Set-Valued Rigid Body Dynamics for Simultaneous, Inelastic, Frictional Impacts
This addresses a critical issue in robotics simulation for model-based controllers and learned policies, improving accuracy when transferring from simulation to real robots.
The paper tackles the problem of accurately simulating simultaneous, inelastic, frictional impacts in robotics, which is crucial for tasks like manipulation and locomotion where outcomes are sensitive to impact order. It introduces a set-valued rigid-body model that generates a broad set of physically reasonable outcomes, with an algorithm providing tight approximations and probabilistic guarantees.

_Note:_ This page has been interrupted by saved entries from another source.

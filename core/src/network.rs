pub mod tcp;
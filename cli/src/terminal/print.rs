use std::{cell::Cell, fmt::Display};

use crate::terminal::colors;
use colored::*;
use tracing::info;
use unicode_width::UnicodeWidthStr;

pub const TOTAL_WIDTH: usize = 64;

/// Log target whose events are written verbatim, without a level prefix.
pub const PRINT_TARGET: &str = "pulse::print";

thread_local! {
    pub static GLOBAL_KEY_WIDTH: Cell<usize> = const { Cell::new(0) }
}

pub trait WithDefaultColor {
    fn with_default(self, default_color: Color) -> ColoredString;
}

impl WithDefaultColor for String {
    fn with_default(self, default_color: Color) -> ColoredString {
        self.color(default_color)
    }
}

impl WithDefaultColor for ColoredString {
    fn with_default(self, _default_color: Color) -> ColoredString {
        self
    }
}

pub fn print(msg: &str) {
    info!(target: PRINT_TARGET, raw_msg = msg);
}

pub fn banner(q_level: u8) {
    if q_level > 0 {
        return;
    }

    let text_content: String = format!("⟦ PULSE v{} ⟧", env!("CARGO_PKG_VERSION"));
    let text_width: usize = UnicodeWidthStr::width(text_content.as_str());
    let text: ColoredString = text_content.bright_green().bold();
    let sep: ColoredString = "═".repeat(TOTAL_WIDTH.saturating_sub(text_width) / 2).bright_black();
    let output: String = format!("{}{}{}", sep, text, sep);

    print(&output);
}

pub fn header(msg: &str, q_level: u8) {
    if q_level > 0 {
        return;
    }

    let formatted: String = format!("⟦ {} ⟧", msg);
    let msg_len: usize = formatted.chars().count();

    let dash_count: usize = TOTAL_WIDTH.saturating_sub(msg_len);
    let left: usize = dash_count / 2;
    let right: usize = dash_count - left;

    let line: ColoredString = format!(
        "{}{}{}",
        "─".repeat(left),
        formatted.to_uppercase().bright_green(),
        "─".repeat(right)
    )
    .bright_black();

    print(&format!("{}", line));
}

pub fn fat_separator() {
    let sep: ColoredString = "═".repeat(TOTAL_WIDTH).bright_black();
    print(&format!("{}", sep));
}

/// Sizes the dotted gap of [`aligned_line`] to the longest key.
pub fn set_key_width<'a>(keys: impl IntoIterator<Item = &'a str>) {
    let width: usize = keys.into_iter().map(UnicodeWidthStr::width).max().unwrap_or(0);
    GLOBAL_KEY_WIDTH.set(width);
}

pub fn aligned_line<V>(key: &str, value: V)
where
    V: Display + WithDefaultColor,
{
    let whitespace: String = ".".repeat((GLOBAL_KEY_WIDTH.get() + 1).saturating_sub(key.len()));
    let colon: String = format!(
        "{}{}",
        whitespace.color(colors::SEPARATOR),
        ":".color(colors::SEPARATOR)
    );
    let value: ColoredString = value.with_default(colors::TEXT_DEFAULT);
    print_status(format!("{}{} {}", key.color(colors::PRIMARY), colon, value));
}

pub fn print_status<T: AsRef<str>>(msg: T) {
    let prefix: ColoredString = ">".color(colors::SEPARATOR);
    let message: String = format!("{} {}", prefix, msg.as_ref().color(colors::TEXT_DEFAULT));
    print(&message);
}

pub fn centerln(msg: &str) {
    let space = " ".repeat(TOTAL_WIDTH.saturating_sub(console::measure_text_width(msg)) / 2);
    print(&format!("{}{}{}", space, msg, space));
}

Robotic manipulation and locomotion often entail nearly-simultaneous collisions -- such as heel and toe strikes during a foot step -- with outcomes that are extremely sensitive to the order in which impacts occur. Robotic simulators commonly lack the accuracy to predict this ordering, and instead pick one with a heuristic. This discrepancy degrades performance when model-based controllers and policies learned in simulation are placed on a real robot. We reconcile this issue with a set-valued rigid-body model which generates a broad set of physically reasonable outcomes of simultaneous frictional impacts. We first extend Routh's impact model to multiple impacts by reformulating it as a differential inclusion (DI), and show that any solution will resolve all impacts in finite time. By considering time as a state, we embed this model into another DI which captures the continuous-time evolution of rigid body dynamics, and guarantee existence of solutions. We finally cast simulation of simultaneous impacts as a linear complementarity problem (LCP), and develop an algorithm for tight approximation of the post-impact velocity set with probabilistic guarantees. We demonstrate our approach on several examples drawn from manipulation and legged locomotion.